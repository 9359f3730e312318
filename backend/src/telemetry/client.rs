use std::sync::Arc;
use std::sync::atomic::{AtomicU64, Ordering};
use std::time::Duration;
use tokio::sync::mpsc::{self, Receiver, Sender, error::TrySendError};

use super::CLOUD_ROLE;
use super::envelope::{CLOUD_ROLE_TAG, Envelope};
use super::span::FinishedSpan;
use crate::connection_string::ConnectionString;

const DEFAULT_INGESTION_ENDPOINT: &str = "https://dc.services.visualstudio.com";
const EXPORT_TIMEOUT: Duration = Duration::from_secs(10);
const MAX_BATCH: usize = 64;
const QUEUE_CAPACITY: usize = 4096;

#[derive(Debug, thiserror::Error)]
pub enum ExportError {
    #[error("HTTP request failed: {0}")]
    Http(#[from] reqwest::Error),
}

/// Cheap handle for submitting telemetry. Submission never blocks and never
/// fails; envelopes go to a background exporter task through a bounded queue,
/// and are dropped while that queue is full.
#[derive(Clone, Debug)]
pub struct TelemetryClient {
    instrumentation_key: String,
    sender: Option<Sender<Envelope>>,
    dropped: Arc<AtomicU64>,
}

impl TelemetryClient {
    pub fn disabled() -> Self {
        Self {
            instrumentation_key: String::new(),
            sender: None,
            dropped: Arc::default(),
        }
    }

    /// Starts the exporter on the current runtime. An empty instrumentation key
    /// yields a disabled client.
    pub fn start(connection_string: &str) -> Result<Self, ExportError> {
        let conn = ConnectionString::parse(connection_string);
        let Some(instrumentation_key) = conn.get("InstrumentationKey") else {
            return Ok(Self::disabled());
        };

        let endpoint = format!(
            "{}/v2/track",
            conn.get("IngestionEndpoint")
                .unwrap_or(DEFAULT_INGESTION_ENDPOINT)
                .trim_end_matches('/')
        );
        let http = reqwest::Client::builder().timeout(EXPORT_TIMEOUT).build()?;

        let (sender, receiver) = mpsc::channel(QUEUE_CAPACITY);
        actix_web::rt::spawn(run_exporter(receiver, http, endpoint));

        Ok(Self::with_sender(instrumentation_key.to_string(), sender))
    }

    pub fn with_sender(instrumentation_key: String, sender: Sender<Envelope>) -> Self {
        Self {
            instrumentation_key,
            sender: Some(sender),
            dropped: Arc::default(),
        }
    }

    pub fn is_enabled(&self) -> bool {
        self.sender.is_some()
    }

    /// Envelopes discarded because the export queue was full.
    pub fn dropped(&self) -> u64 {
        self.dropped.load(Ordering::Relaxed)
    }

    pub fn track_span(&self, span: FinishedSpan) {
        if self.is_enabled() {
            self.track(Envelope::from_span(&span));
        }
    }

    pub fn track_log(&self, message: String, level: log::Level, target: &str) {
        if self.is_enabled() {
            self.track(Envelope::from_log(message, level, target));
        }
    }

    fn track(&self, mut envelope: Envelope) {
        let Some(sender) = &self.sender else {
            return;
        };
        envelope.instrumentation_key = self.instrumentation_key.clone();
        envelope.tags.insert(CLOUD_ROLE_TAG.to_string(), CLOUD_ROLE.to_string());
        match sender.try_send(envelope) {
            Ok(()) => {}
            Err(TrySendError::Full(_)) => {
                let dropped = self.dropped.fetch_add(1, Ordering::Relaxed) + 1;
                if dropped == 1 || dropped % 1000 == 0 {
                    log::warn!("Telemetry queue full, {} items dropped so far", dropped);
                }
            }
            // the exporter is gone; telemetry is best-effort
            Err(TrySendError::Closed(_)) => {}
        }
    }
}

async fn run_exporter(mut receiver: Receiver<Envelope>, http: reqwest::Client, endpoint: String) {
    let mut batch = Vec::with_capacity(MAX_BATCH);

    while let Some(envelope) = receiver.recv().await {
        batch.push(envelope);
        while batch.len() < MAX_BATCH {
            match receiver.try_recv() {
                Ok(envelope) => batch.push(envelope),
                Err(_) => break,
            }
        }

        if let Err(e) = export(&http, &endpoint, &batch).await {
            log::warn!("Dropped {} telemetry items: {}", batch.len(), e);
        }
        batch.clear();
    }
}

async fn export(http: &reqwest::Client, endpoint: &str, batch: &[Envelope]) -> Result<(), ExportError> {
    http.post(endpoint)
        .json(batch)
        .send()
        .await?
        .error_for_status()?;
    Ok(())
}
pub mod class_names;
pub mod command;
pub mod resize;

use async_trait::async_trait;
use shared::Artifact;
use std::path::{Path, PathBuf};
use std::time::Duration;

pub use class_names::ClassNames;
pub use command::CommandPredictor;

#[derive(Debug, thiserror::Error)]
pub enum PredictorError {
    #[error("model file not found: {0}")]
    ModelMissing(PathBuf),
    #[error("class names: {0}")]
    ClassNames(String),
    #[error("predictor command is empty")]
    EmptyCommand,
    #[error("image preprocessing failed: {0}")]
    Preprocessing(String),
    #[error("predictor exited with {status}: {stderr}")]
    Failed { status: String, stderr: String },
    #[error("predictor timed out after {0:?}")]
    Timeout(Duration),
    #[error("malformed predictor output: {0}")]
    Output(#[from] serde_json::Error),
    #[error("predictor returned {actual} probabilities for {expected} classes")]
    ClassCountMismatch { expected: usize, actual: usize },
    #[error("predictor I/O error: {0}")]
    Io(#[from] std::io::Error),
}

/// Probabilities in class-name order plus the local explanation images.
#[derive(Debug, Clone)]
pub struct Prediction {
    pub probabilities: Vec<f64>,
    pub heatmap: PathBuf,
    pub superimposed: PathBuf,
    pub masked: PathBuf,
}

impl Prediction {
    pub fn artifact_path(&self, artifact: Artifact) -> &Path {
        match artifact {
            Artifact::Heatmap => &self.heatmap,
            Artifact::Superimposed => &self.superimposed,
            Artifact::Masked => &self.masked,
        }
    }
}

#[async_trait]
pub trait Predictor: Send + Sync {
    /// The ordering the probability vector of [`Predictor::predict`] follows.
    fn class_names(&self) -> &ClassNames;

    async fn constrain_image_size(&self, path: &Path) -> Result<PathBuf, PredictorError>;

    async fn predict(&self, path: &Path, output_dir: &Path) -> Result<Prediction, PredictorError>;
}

(REQUIRED WORK): Each line of the entries above that contains "enum" is to be copied.

(SOLUTION):
pub enum ExportError {
pub enum PredictorError {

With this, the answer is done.